_What is needed:_
Lines with "Microsoft": pull these out of the listing below.
START Records for processing
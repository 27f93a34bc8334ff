use crate::base::neterror::NetError;
use http::header::{HeaderName, HeaderValue};
use http::HeaderMap;
use std::str::FromStr;

/// An ordered, duplicate-preserving header list that keeps the literal
/// name casing it was given.
///
/// Used both for profile defaults (where order and casing are part of the
/// fingerprint) and for response headers (where the received casing is
/// reported back).
#[derive(Debug, Clone, Default, PartialEq, Eq)]
pub struct OrderedHeaderMap {
    headers: Vec<(String, String)>,
}

fn validate(name: &str, value: &str) -> Result<(), NetError> {
    HeaderName::from_str(name).map_err(|_| NetError::InvalidHeader)?;
    HeaderValue::from_str(value).map_err(|_| NetError::InvalidHeader)?;
    Ok(())
}

impl OrderedHeaderMap {
    pub fn new() -> Self {
        Self {
            headers: Vec::new(),
        }
    }

    pub fn with_capacity(capacity: usize) -> Self {
        Self {
            headers: Vec::with_capacity(capacity),
        }
    }

    /// Set a header. Replaces the first case-insensitive match in place and
    /// drops any later duplicates, else appends.
    pub fn insert(&mut self, name: &str, value: &str) -> Result<(), NetError> {
        validate(name, value)?;
        match self
            .headers
            .iter()
            .position(|(n, _)| n.eq_ignore_ascii_case(name))
        {
            Some(idx) => {
                self.headers[idx].1 = value.to_string();
                let mut i = idx + 1;
                while i < self.headers.len() {
                    if self.headers[i].0.eq_ignore_ascii_case(name) {
                        self.headers.remove(i);
                    } else {
                        i += 1;
                    }
                }
            }
            None => self.headers.push((name.to_string(), value.to_string())),
        }
        Ok(())
    }

    /// Add a header, keeping existing values of the same name.
    pub fn append(&mut self, name: &str, value: &str) -> Result<(), NetError> {
        validate(name, value)?;
        self.headers.push((name.to_string(), value.to_string()));
        Ok(())
    }

    /// Append without validation. For header lines already parsed off the wire.
    pub(crate) fn push_raw(&mut self, name: String, value: String) {
        self.headers.push((name, value));
    }

    pub(crate) fn last_value_mut(&mut self) -> Option<&mut String> {
        self.headers.last_mut().map(|(_, v)| v)
    }

    pub fn remove(&mut self, name: &str) {
        self.headers.retain(|(n, _)| !n.eq_ignore_ascii_case(name));
    }

    /// First value for `name`, case-insensitive.
    pub fn get(&self, name: &str) -> Option<&str> {
        self.headers
            .iter()
            .find(|(n, _)| n.eq_ignore_ascii_case(name))
            .map(|(_, v)| v.as_str())
    }

    /// All values for `name`, in order.
    pub fn get_all<'a>(&'a self, name: &'a str) -> impl Iterator<Item = &'a str> + 'a {
        self.headers
            .iter()
            .filter(move |(n, _)| n.eq_ignore_ascii_case(name))
            .map(|(_, v)| v.as_str())
    }

    pub fn contains(&self, name: &str) -> bool {
        self.get(name).is_some()
    }

    /// Headers as `(name, value)` with original casing.
    pub fn iter(&self) -> impl Iterator<Item = (&str, &str)> {
        self.headers.iter().map(|(n, v)| (n.as_str(), v.as_str()))
    }

    pub fn len(&self) -> usize {
        self.headers.len()
    }

    pub fn is_empty(&self) -> bool {
        self.headers.is_empty()
    }

    /// Merge caller headers into profile defaults.
    ///
    /// Profile entries keep their position. A caller header whose name
    /// matches a profile entry replaces its value there; extra caller values
    /// of that name follow it. Unmatched caller headers are appended in
    /// caller order. With `caller_casing` the caller's spelling of a matched
    /// name replaces the profile's (HTTP/1.1 only, where casing is visible).
    pub fn merge_profile(
        profile: &OrderedHeaderMap,
        caller: &OrderedHeaderMap,
        caller_casing: bool,
    ) -> OrderedHeaderMap {
        struct Slot {
            name: String,
            values: Vec<String>,
            overridden: bool,
        }

        let mut slots: Vec<Slot> = Vec::with_capacity(profile.len() + caller.len());
        for (name, value) in &profile.headers {
            match slots.iter_mut().find(|s| s.name.eq_ignore_ascii_case(name)) {
                Some(slot) => slot.values.push(value.clone()),
                None => slots.push(Slot {
                    name: name.clone(),
                    values: vec![value.clone()],
                    overridden: false,
                }),
            }
        }

        for (name, value) in &caller.headers {
            match slots.iter_mut().find(|s| s.name.eq_ignore_ascii_case(name)) {
                Some(slot) => {
                    if !slot.overridden {
                        slot.values.clear();
                        slot.overridden = true;
                        if caller_casing {
                            slot.name = name.clone();
                        }
                    }
                    slot.values.push(value.clone());
                }
                None => slots.push(Slot {
                    name: name.clone(),
                    values: vec![value.clone()],
                    overridden: true,
                }),
            }
        }

        let mut merged = OrderedHeaderMap::with_capacity(slots.len());
        for slot in slots {
            for value in slot.values {
                merged.headers.push((slot.name.clone(), value));
            }
        }
        merged
    }

    /// Rewrite every name to Title-Case.
    pub fn to_title_case(&self) -> OrderedHeaderMap {
        OrderedHeaderMap {
            headers: self
                .headers
                .iter()
                .map(|(n, v)| (title_case(n), v.clone()))
                .collect(),
        }
    }

    /// Convert to an `http::HeaderMap`. Casing is lost, order within a name
    /// is kept. Invalid entries are skipped.
    pub fn to_header_map(&self) -> HeaderMap {
        let mut map = HeaderMap::with_capacity(self.headers.len());
        for (name, value) in &self.headers {
            if let (Ok(name), Ok(value)) = (HeaderName::from_str(name), HeaderValue::from_str(value))
            {
                map.append(name, value);
            }
        }
        map
    }
}

/// "content-type" -> "Content-Type".
pub fn title_case(name: &str) -> String {
    let mut out = String::with_capacity(name.len());
    let mut upper = true;
    for c in name.chars() {
        if upper {
            out.push(c.to_ascii_uppercase());
        } else {
            out.push(c.to_ascii_lowercase());
        }
        upper = c == '-';
    }
    out
}

const GREASEY_CHARS: [&str; 11] = [" ", "(", ":", "-", ".", "/", ")", ";", "=", "?", "_"];
const GREASED_VERSIONS: [&str; 3] = ["8", "99", "24"];
const BRAND_ORDERS: [[usize; 3]; 6] = [
    [0, 1, 2],
    [0, 2, 1],
    [1, 0, 2],
    [1, 2, 0],
    [2, 0, 1],
    [2, 1, 0],
];

/// Generate the `sec-ch-ua` brand list for a Chromium browser.
///
/// The GREASE brand, its version and the brand order all derive from the
/// major version, the way Chromium seeds them.
pub fn generate_sec_ch_ua(brand: &str, major: u16) -> String {
    let seed = major as usize;
    let grease_brand = format!(
        "Not{}A{}Brand",
        GREASEY_CHARS[seed % GREASEY_CHARS.len()],
        GREASEY_CHARS[(seed + 1) % GREASEY_CHARS.len()]
    );
    let grease_version = GREASED_VERSIONS[seed % GREASED_VERSIONS.len()];
    let order = BRAND_ORDERS[seed % BRAND_ORDERS.len()];

    let mut list = [String::new(), String::new(), String::new()];
    list[order[0]] = format!("\"{}\";v=\"{}\"", grease_brand, grease_version);
    list[order[1]] = format!("\"Chromium\";v=\"{}\"", major);
    list[order[2]] = format!("\"{}\";v=\"{}\"", brand, major);
    list.join(", ")
}

#[cfg(test)]
mod tests {
    use super::*;

    fn map(pairs: &[(&str, &str)]) -> OrderedHeaderMap {
        let mut headers = OrderedHeaderMap::new();
        for (n, v) in pairs {
            headers.append(n, v).unwrap();
        }
        headers
    }

    #[test]
    fn test_insert_and_get() {
        let mut headers = OrderedHeaderMap::new();
        headers.insert("Content-Type", "application/json").unwrap();
        assert_eq!(headers.get("content-type"), Some("application/json"));
        assert!(headers.contains("CONTENT-TYPE"));
    }

    #[test]
    fn test_insert_replaces_in_place() {
        let mut headers = map(&[("Host", "a"), ("Accept", "*/*"), ("host", "b")]);
        headers.insert("HOST", "c").unwrap();
        let names: Vec<_> = headers.iter().collect();
        assert_eq!(names, vec![("Host", "c"), ("Accept", "*/*")]);
    }

    #[test]
    fn test_append_keeps_duplicates() {
        let headers = map(&[("Set-Cookie", "a=1"), ("set-cookie", "b=2")]);
        let values: Vec<_> = headers.get_all("SET-COOKIE").collect();
        assert_eq!(values, vec!["a=1", "b=2"]);
        assert_eq!(headers.len(), 2);
    }

    #[test]
    fn test_remove_header() {
        let mut headers = map(&[("X-Custom", "value"), ("x-custom", "two")]);
        headers.remove("X-CUSTOM");
        assert!(headers.is_empty());
    }

    #[test]
    fn test_invalid_header_name() {
        let mut headers = OrderedHeaderMap::new();
        assert_eq!(headers.insert("Invalid Header", "value"), Err(NetError::InvalidHeader));
        assert_eq!(headers.append("Valid", "invalid\nvalue"), Err(NetError::InvalidHeader));
    }

    #[test]
    fn test_merge_profile_keeps_profile_position() {
        let profile = map(&[
            ("sec-ch-ua", "x"),
            ("User-Agent", "profile-ua"),
            ("Accept", "text/html"),
            ("Accept-Language", "en-US"),
        ]);
        let caller = map(&[("X-Trace", "1"), ("accept", "application/json")]);
        let merged = OrderedHeaderMap::merge_profile(&profile, &caller, false);
        let got: Vec<_> = merged.iter().collect();
        assert_eq!(
            got,
            vec![
                ("sec-ch-ua", "x"),
                ("User-Agent", "profile-ua"),
                ("Accept", "application/json"),
                ("Accept-Language", "en-US"),
                ("X-Trace", "1"),
            ]
        );
    }

    #[test]
    fn test_merge_profile_caller_casing() {
        let profile = map(&[("User-Agent", "a"), ("Accept", "b")]);
        let caller = map(&[("user-agent", "mine")]);
        let h1 = OrderedHeaderMap::merge_profile(&profile, &caller, true);
        assert_eq!(h1.iter().next(), Some(("user-agent", "mine")));
        let h2 = OrderedHeaderMap::merge_profile(&profile, &caller, false);
        assert_eq!(h2.iter().next(), Some(("User-Agent", "mine")));
    }

    #[test]
    fn test_merge_profile_duplicate_caller_values() {
        let profile = map(&[("Accept", "b"), ("Accept-Encoding", "gzip")]);
        let caller = map(&[("X-A", "1"), ("accept", "one"), ("X-A", "2"), ("Accept", "two")]);
        let merged = OrderedHeaderMap::merge_profile(&profile, &caller, false);
        let got: Vec<_> = merged.iter().collect();
        assert_eq!(
            got,
            vec![
                ("Accept", "one"),
                ("Accept", "two"),
                ("Accept-Encoding", "gzip"),
                ("X-A", "1"),
                ("X-A", "2"),
            ]
        );
    }

    #[test]
    fn test_title_case() {
        assert_eq!(title_case("user-agent"), "User-Agent");
        assert_eq!(title_case("SEC-CH-UA"), "Sec-Ch-Ua");
        assert_eq!(title_case("dnt"), "Dnt");
        let headers = map(&[("accept-encoding", "gzip")]).to_title_case();
        assert_eq!(headers.iter().next(), Some(("Accept-Encoding", "gzip")));
    }

    #[test]
    fn test_to_header_map() {
        let headers = map(&[("A", "1"), ("a", "2"), ("B", "3")]);
        let hm = headers.to_header_map();
        assert_eq!(hm.get_all("a").iter().count(), 2);
        assert_eq!(hm.len(), 3);
    }

    #[test]
    fn test_sec_ch_ua_matches_chrome() {
        assert_eq!(
            generate_sec_ch_ua("Google Chrome", 120),
            "\"Not_A Brand\";v=\"8\", \"Chromium\";v=\"120\", \"Google Chrome\";v=\"120\""
        );
        assert_eq!(
            generate_sec_ch_ua("Google Chrome", 124),
            "\"Chromium\";v=\"124\", \"Google Chrome\";v=\"124\", \"Not-A.Brand\";v=\"99\""
        );
        assert_eq!(
            generate_sec_ch_ua("Google Chrome", 131),
            "\"Google Chrome\";v=\"131\", \"Chromium\";v=\"131\", \"Not_A Brand\";v=\"24\""
        );
    }

    #[test]
    fn test_sec_ch_ua_edge() {
        let ua = generate_sec_ch_ua("Microsoft Edge", 120);
        assert!(ua.contains("\"Microsoft Edge\";v=\"120\""));
    }
}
END Records for processing
_Solution:_
        let ua = generate_sec_ch_ua("Microsoft Edge", 120);
        assert!(ua.contains("\"Microsoft Edge\";v=\"120\""));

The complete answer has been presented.